Work instructions: Scan the listing below. Return every line containing the string "from".

Dataset excerpts:
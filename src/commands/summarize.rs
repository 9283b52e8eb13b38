//! Ad-hoc summarize command: one summary table for any key and metric list.

use super::models::SummarizeArgs;
use crate::aggregator::{summarize_with_options, GroupKey, SummarizeOptions, SummaryTable, ZeroDenominator};
use crate::dataset::{load_dataset, Dataset, Metric};
use crate::output::format_table;
use anyhow::{Context, Result};
use log::info;

/// Execute the summarize command and print the table
///
/// **Public** - called from main.rs
pub fn execute_summarize(args: SummarizeArgs) -> Result<SummaryTable> {
    let dataset = load_dataset(&args.data_path)
        .with_context(|| format!("Failed to load dataset from {}", args.data_path.display()))?;

    let table = summarize_dataset(&dataset, &args)?;

    if args.json {
        println!("{}", serde_json::to_string_pretty(&table)?);
    } else {
        println!("{}", format_table(&table));
    }

    Ok(table)
}

/// Parse the key and metrics from `args` and summarize `dataset`
pub fn summarize_dataset(dataset: &Dataset, args: &SummarizeArgs) -> Result<SummaryTable> {
    let group_key = GroupKey::parse(&args.group_by)
        .with_context(|| format!("Invalid group key '{}'", args.group_by))?;

    let metrics = args
        .metrics
        .iter()
        .flat_map(|m| m.split(','))
        .filter(|m| !m.trim().is_empty())
        .map(str::parse::<Metric>)
        .collect::<Result<Vec<_>, _>>()
        .context("Invalid metric list")?;

    let zero_denominator = if args.strict_margin {
        ZeroDenominator::Error
    } else {
        ZeroDenominator::Undefined
    };
    let options = SummarizeOptions::default()
        .with_dropna(args.dropna)
        .with_zero_denominator(zero_denominator);

    info!("Summarizing {} records by {}", dataset.len(), group_key);

    let table = summarize_with_options(dataset.records(), &group_key, &metrics, options)
        .with_context(|| format!("Failed to summarize by {}", group_key))?;

    Ok(table)
}

#[cfg(test)]
mod tests {
    use super::*;
    use crate::dataset::Record;

    fn dataset() -> Dataset {
        Dataset::new(vec![
            Record {
                category: "Furniture".to_string(),
                sub_category: "Tables".to_string(),
                sales: 300.0,
                profit: -60.0,
                quantity: 2,
                ..Default::default()
            },
            Record {
                category: "Technology".to_string(),
                sub_category: "Phones".to_string(),
                sales: 500.0,
                profit: 90.0,
                quantity: 5,
                ..Default::default()
            },
        ])
    }

    #[test]
    fn test_summarize_dataset_parses_comma_lists() {
        let args = SummarizeArgs {
            group_by: "Category,Sub-Category".to_string(),
            metrics: vec!["Sales,Profit".to_string(), "Quantity".to_string()],
            ..Default::default()
        };

        let table = summarize_dataset(&dataset(), &args).unwrap();

        assert_eq!(table.metrics(), &[Metric::Sales, Metric::Profit, Metric::Quantity]);
        assert_eq!(table.rows()[0].key_label(), "Technology / Phones");
        assert_eq!(table.rows()[0].metrics, vec![500.0, 90.0, 5.0]);
    }

    #[test]
    fn test_summarize_dataset_rejects_unknown_names() {
        let args = SummarizeArgs {
            group_by: "Colour".to_string(),
            ..Default::default()
        };
        assert!(summarize_dataset(&dataset(), &args).is_err());

        let args = SummarizeArgs {
            metrics: vec!["Sales".to_string(), "Revenue".to_string()],
            ..Default::default()
        };
        assert!(summarize_dataset(&dataset(), &args).is_err());
    }

    #[test]
    fn test_summarize_dataset_strict_margin() {
        let zero_sales = Dataset::new(vec![Record {
            region: "Central".to_string(),
            sales: 0.0,
            profit: 3.0,
            ..Default::default()
        }]);
        let args = SummarizeArgs {
            strict_margin: true,
            ..Default::default()
        };

        assert!(summarize_dataset(&zero_sales, &args).is_err());
    }
}
/// Render a scatter plot over raw points
///
/// **Public** - used for record-level relationships (discount vs profit)
pub fn render_scatter(
    points: &[(f64, f64)],
    spec: &ChartSpec,
    config: Option<&ChartConfig>,
) -> Result<String, ChartError> {
    let config = config.cloned().unwrap_or_default();
    let points: Vec<(f64, f64)> = points
        .iter()
        .copied()
        .filter(|(x, y)| x.is_finite() && y.is_finite())
        .collect();

    let no_values = || ChartError::NoPlottableValues(spec.title.clone());
    let x_domain = value_domain(points.iter().map(|p| p.0), false).ok_or_else(no_values)?;
    let y_domain = value_domain(points.iter().map(|p| p.1), false).ok_or_else(no_values)?;

    debug!("Rendering scatter '{}' with {} points", spec.title, points.len());

    let frame = Frame::new(&config, 80.0, 60.0);
    let x_scale = Scale::new(x_domain, frame.left, frame.right);
    let y_scale = Scale::new(y_domain, frame.bottom, frame.top);

    let mut svg = String::new();
    open_svg(&mut svg, &config, &spec.title);
    render_value_grid(&mut svg, &frame, &y_scale, false);

    for tick in x_scale.ticks() {
        let x = x_scale.map(tick);
        svg.push_str(&format!(
            r#"<text x="{:.2}" y="{:.2}" class="tick" text-anchor="middle">{}</text>"#,
            x,
            frame.bottom + 18.0,
            format_tick(tick)
        ));
    }

    let color = PALETTE[0];
    for (x, y) in &points {
        svg.push_str(&format!(
            r#"<circle cx="{:.2}" cy="{:.2}" r="3" fill="{}" fill-opacity="0.5"/>"#,
            x_scale.map(*x),
            y_scale.map(*y),
            color
        ));
    }

    let y_label = if spec.y.is_empty() {
        String::new()
    } else {
        spec.y_label()
    };
    render_axis_labels(&mut svg, &config, &frame, &spec.x, &y_label);

    svg.push_str("</svg>");
    info!("Scatter generated successfully ({} bytes)", svg.len());
    Ok(svg)
}

type NamedSeries = (&'static str, Vec<Option<f64>>);

fn render_bars(
    svg: &mut String,
    config: &ChartConfig,
    spec: &ChartSpec,
    labels: &[String],
    series: &[NamedSeries],
    domain: (f64, f64),
) {
    let frame = Frame::new(config, 80.0, 110.0);
    let scale = Scale::new(domain, frame.bottom, frame.top);
    render_value_grid(svg, &frame, &scale, false);

    let band = frame.width() / labels.len() as f64;
    let bar_width = band * 0.8 / series.len() as f64;
    let zero = scale.map(0.0);

    for (i, label) in labels.iter().enumerate() {
        let band_start = frame.left + band * i as f64 + band * 0.1;

        for (s, (name, values)) in series.iter().enumerate() {
            let Some(value) = values[i] else { continue };
            let y = scale.map(value);
            svg.push_str(&format!(
                r#"<rect x="{:.2}" y="{:.2}" width="{:.2}" height="{:.2}" fill="{}" class="bar"><title>{}: {} = {}</title></rect>"#,
                band_start + bar_width * s as f64,
                y.min(zero),
                bar_width,
                (y - zero).abs(),
                PALETTE[s % PALETTE.len()],
                escape_xml(label),
                name,
                format_value(value)
            ));
        }

        let cx = frame.left + band * (i as f64 + 0.5);
        svg.push_str(&format!(
            r#"<text x="{:.2}" y="{:.2}" class="tick" text-anchor="end" transform="rotate(-35 {:.2} {:.2})">{}</text>"#,
            cx,
            frame.bottom + 16.0,
            cx,
            frame.bottom + 16.0,
            escape_xml(label)
        ));
    }

    render_baseline(svg, frame.left, zero, frame.right, zero);
    render_axis_labels(svg, config, &frame, &spec.x, &spec.y_label());
}

fn render_horizontal_bars(
    svg: &mut String,
    config: &ChartConfig,
    spec: &ChartSpec,
    labels: &[String],
    series: &[NamedSeries],
    domain: (f64, f64),
) {
    let longest = labels.iter().map(|l| l.chars().count()).max().unwrap_or(0);
    let margin_left = (longest as f64 * 7.0 + 20.0).clamp(80.0, config.width as f64 / 2.0);
    let frame = Frame::new(config, margin_left, 60.0);
    let scale = Scale::new(domain, frame.left, frame.right);
    render_value_grid(svg, &frame, &scale, true);

    let band = frame.height() / labels.len() as f64;
    let bar_height = band * 0.8 / series.len() as f64;
    let zero = scale.map(0.0);

    for (i, label) in labels.iter().enumerate() {
        let band_start = frame.top + band * i as f64 + band * 0.1;

        for (s, (name, values)) in series.iter().enumerate() {
            let Some(value) = values[i] else { continue };
            let x = scale.map(value);
            svg.push_str(&format!(
                r#"<rect x="{:.2}" y="{:.2}" width="{:.2}" height="{:.2}" fill="{}" class="bar"><title>{}: {} = {}</title></rect>"#,
                x.min(zero),
                band_start + bar_height * s as f64,
                (x - zero).abs(),
                bar_height,
                PALETTE[s % PALETTE.len()],
                escape_xml(label),
                name,
                format_value(value)
            ));
        }

        svg.push_str(&format!(
            r#"<text x="{:.2}" y="{:.2}" class="tick" text-anchor="end" dominant-baseline="middle">{}</text>"#,
            frame.left - 6.0,
            frame.top + band * (i as f64 + 0.5),
            escape_xml(label)
        ));
    }

    render_baseline(svg, zero, frame.top, zero, frame.bottom);
    // Value axis runs horizontally here, category axis vertically
    render_axis_labels(svg, config, &frame, &spec.y_label(), "");
}

fn render_lines(
    svg: &mut String,
    config: &ChartConfig,
    spec: &ChartSpec,
    labels: &[String],
    series: &[NamedSeries],
    domain: (f64, f64),
) {
    let frame = Frame::new(config, 80.0, 90.0);
    let scale = Scale::new(domain, frame.bottom, frame.top);
    render_value_grid(svg, &frame, &scale, false);

    let n = labels.len();
    let x_at = |i: usize| {
        if n == 1 {
            frame.left + frame.width() / 2.0
        } else {
            frame.left + frame.width() * i as f64 / (n - 1) as f64
        }
    };

    for (s, (name, values)) in series.iter().enumerate() {
        let color = PALETTE[s % PALETTE.len()];

        // Undefined values break the line into separate segments
        let mut segment: Vec<String> = Vec::new();
        let mut segments: Vec<Vec<String>> = Vec::new();
        for (i, value) in values.iter().enumerate() {
            match value {
                Some(v) => segment.push(format!("{:.2},{:.2}", x_at(i), scale.map(*v))),
                None => segments.push(std::mem::take(&mut segment)),
            }
        }
        segments.push(segment);

        for points in segments.iter().filter(|p| !p.is_empty()) {
            svg.push_str(&format!(
                r#"<polyline points="{}" fill="none" stroke="{}" stroke-width="2"><title>{}</title></polyline>"#,
                points.join(" "),
                color,
                name
            ));
        }

        for (i, value) in values.iter().enumerate() {
            if let Some(v) = value {
                svg.push_str(&format!(
                    r#"<circle cx="{:.2}" cy="{:.2}" r="2.5" fill="{}"><title>{}: {} = {}</title></circle>"#,
                    x_at(i),
                    scale.map(*v),
                    color,
                    escape_xml(&labels[i]),
                    name,
                    format_value(*v)
                ));
            }
        }
    }

    let step = n.div_ceil(MAX_LINE_LABELS).max(1);
    for (i, label) in labels.iter().enumerate().step_by(step) {
        let x = x_at(i);
        svg.push_str(&format!(
            r#"<text x="{:.2}" y="{:.2}" class="tick" text-anchor="end" transform="rotate(-45 {:.2} {:.2})">{}</text>"#,
            x,
            frame.bottom + 16.0,
            x,
            frame.bottom + 16.0,
            escape_xml(label)
        ));
    }

    if domain.0 < 0.0 && domain.1 > 0.0 {
        let zero = scale.map(0.0);
        render_baseline(svg, frame.left, zero, frame.right, zero);
    }
    render_axis_labels(svg, config, &frame, &spec.x, &spec.y_label());
}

Solution:
/// **Public** - called from main.rs
        .with_context(|| format!("Failed to load dataset from {}", args.data_path.display()))?;
/// Parse the key and metrics from `args` and summarize `dataset`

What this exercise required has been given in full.